Essaouira, ce Plat pays – Simon Vansteenwinckel

Trois prix étaient décernés au Maroc, deux d’entre eux ont été attribués à des Belges, et tu remportes le Grand Prix avec une série bien de chez nous… Alors que s’est-il passé à Essaouira entre la Belgique et le Maroc ?

Quand on a vu la sélection, on s’est en effet rendu compte qu’on était pas mal de Belges, ce qui faisait déjà plaisir, car on se rend compte qu’en Belgique, l’air de rien, au niveau photographique, ça bouge bien. Pour un petit pays comme le nôtre, voir qu’il y autant de photographes qui arrivent à en sortir, c’est étonnant.

Le fait que « Platteland » ait touché les Marocains n’est-il pas la preuve que ce travail a dépassé sa belgitude ?

Oui, en même temps le jury était assez international. Et c’est toujours difficile de savoir ce qui se passe dans sa tête. Mais ça fait plaisir de voir que « Platteland » ne parle pas qu’aux Belges. Qu’il est plus universel. C’est encourageant.

Platteland © Simon Vansteenwinckel

Finalement « Platteland », c’est quoi ? Une vision fantasmée de la Belgique ? Une version rock’n’roll de notre Plat pays ?

La série était en lien avec une exposition qu’on m’a proposée à Home Frit’ Home, le micromusée de la frite à Bruxelles. Plusieurs expos par an y sont organisées sur le thème de la Belgique. Et on m’a proposé d’y présenter une série. J’ai donc regroupé toutes les photos que j’avais faites depuis une dizaine d’années. J’ai été piocher dans tous mes travaux, et je me suis rendu compte que ce qui m’attirait dans ce que je photographiais c’était des événements décalés, « exotiques ». Et on en a fait une expo, puis un livre.

C’est le hasard qui met ces événements sur ta route ?

Non, je me renseigne d’abord sur Internet, ensuite je me rends sur place sans savoir à quoi m’attendre. C’est de la curiosité. C’est aussi ça que je trouve intéressant avec la photo : découvrir des choses qu’on irait jamais voir en temps normal. La photographie est un excellent prétexte pour se rendre compte de ce qui se passe ailleurs. Et on n’est pas obligé d’aller à l’autre bout du monde pour tomber sur des trucs complètement étonnants. Plein de choses se passent en Belgique qu’on ne connaît pas. D’où le titre « Platteland » qui connote une sorte de pays imaginaire. La plupart des gens qui découvrent mon livre sont surpris quand je leur dis que toutes ces images sont prises au pays. C’était un peu le but de brouiller les pistes…

Platteland © Simon Vansteenwinckel

« Platteland » succède à « Nosostros »… qui n’a rien à voir.
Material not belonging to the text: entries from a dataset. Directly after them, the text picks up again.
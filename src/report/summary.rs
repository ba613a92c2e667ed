use std::fs;
use std::path::PathBuf;

use chrono::{DateTime, Utc};
use serde::{Deserialize, Serialize};
use uuid::Uuid;

use super::{TestReport, render};
use crate::error::Result;
use crate::state_machine::TestJob;

/// Group name → suite names, in first-seen order.
#[derive(Debug, Clone, Default, PartialEq, Serialize, Deserialize)]
pub struct GroupMap(Vec<(String, Vec<String>)>);

impl GroupMap {
    pub fn entry(&mut self, group: &str) -> &mut Vec<String> {
        let idx = match self.0.iter().position(|(name, _)| name == group) {
            Some(idx) => idx,
            None => {
                self.0.push((group.to_string(), Vec::new()));
                self.0.len() - 1
            }
        };
        &mut self.0[idx].1
    }

    pub fn get(&self, group: &str) -> Option<&[String]> {
        self.0
            .iter()
            .find(|(name, _)| name == group)
            .map(|(_, suites)| suites.as_slice())
    }

    pub fn iter(&self) -> impl Iterator<Item = (&str, &[String])> {
        self.0.iter().map(|(name, suites)| (name.as_str(), suites.as_slice()))
    }
}

/// Where and from what a run was produced.
#[derive(Debug, Clone, Default, Serialize, Deserialize)]
pub struct RunInfo {
    /// Config file path without its extension.
    pub name: String,
    pub commit_hash: String,
    pub environment: String,
    pub architecture: String,
    pub hostname: String,
}

/// Folds every job's report files into one report.
///
/// Known failures contribute a known-failure suite; missing or unreadable
/// report files contribute error suites. Nothing here fails the run.
pub fn summarize_jobs(jobs: &[TestJob]) -> (TestReport, GroupMap) {
    let mut report = TestReport::new();
    let mut groups = GroupMap::default();

    for job in jobs {
        let current = groups.entry(&job.group);

        if job.known_failure {
            report.add_known_suite_failure(job.name.clone());
            continue;
        }
        if job.report_files.is_empty() {
            report.create_error_suite(format!("No reports found for {} to summarize", job.name));
            continue;
        }
        for report_file in &job.report_files {
            if !report_file.exists() {
                report.create_error_suite(format!(
                    "Unable to find file {} to summarize",
                    report_file.display()
                ));
                continue;
            }
            match TestReport::read(report_file) {
                Ok(summarize) => {
                    for suite in summarize.suites {
                        current.push(suite.name.clone());
                        report.add_suite(suite);
                    }
                }
                Err(e) => {
                    tracing::error!(job = %job.name, file = %report_file.display(), error = %e, "need a file holding a test report");
                    report.create_error_suite(report_file.display().to_string());
                }
            }
        }
    }

    (report, groups)
}

/// The aggregated outcome of a run.
#[derive(Debug, Clone, Serialize, Deserialize)]
pub struct RunSummary {
    pub run_id: Uuid,
    pub generated_at: DateTime<Utc>,
    pub info: RunInfo,
    pub report: TestReport,
    pub groups: GroupMap,
}

impl RunSummary {
    pub fn new(info: RunInfo, report: TestReport, groups: GroupMap) -> Self {
        Self {
            run_id: Uuid::new_v4(),
            generated_at: Utc::now(),
            info,
            report,
            groups,
        }
    }

    pub fn json_path(&self) -> PathBuf {
        PathBuf::from(format!("{}Report.json", self.info.name))
    }

    pub fn xml_path(&self) -> PathBuf {
        PathBuf::from(format!("{}Report.xml", self.info.name))
    }

    /// Writes `<name>Report.json` and `<name>Report.xml`.
    pub fn write(&self) -> Result<()> {
        fs::write(self.json_path(), serde_json::to_string_pretty(self)?)?;
        fs::write(self.xml_path(), render::to_xml(&self.report)?)?;
        tracing::info!(
            report = %self.xml_path().display(),
            passed = self.report.passed_count(),
            failed = self.report.failed_count(),
            known = self.report.known_failure_count(),
            "report written"
        );
        Ok(())
    }

    pub fn to_html(&self) -> Result<String> {
        render::to_html(&self.report, &self.groups)
    }
}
Ne fût-ce qu’en matière de temporalité. Alors que le premier est une compilation d’images prises sur des années, « Nosostros » a une unité temporelle, un voyage d’un an au Chili.

Oui, on a voulu montrer le Chili à nos filles, ma femme étant Chilienne. On a loué un combi sur place et on a voyagé dans tout le pays, mais aussi en Argentine.

Il y a un peu moins d’un an entre les deux publications, ça n’a pas été compliqué pour toi d’enchaîner deux travaux aussi différents ?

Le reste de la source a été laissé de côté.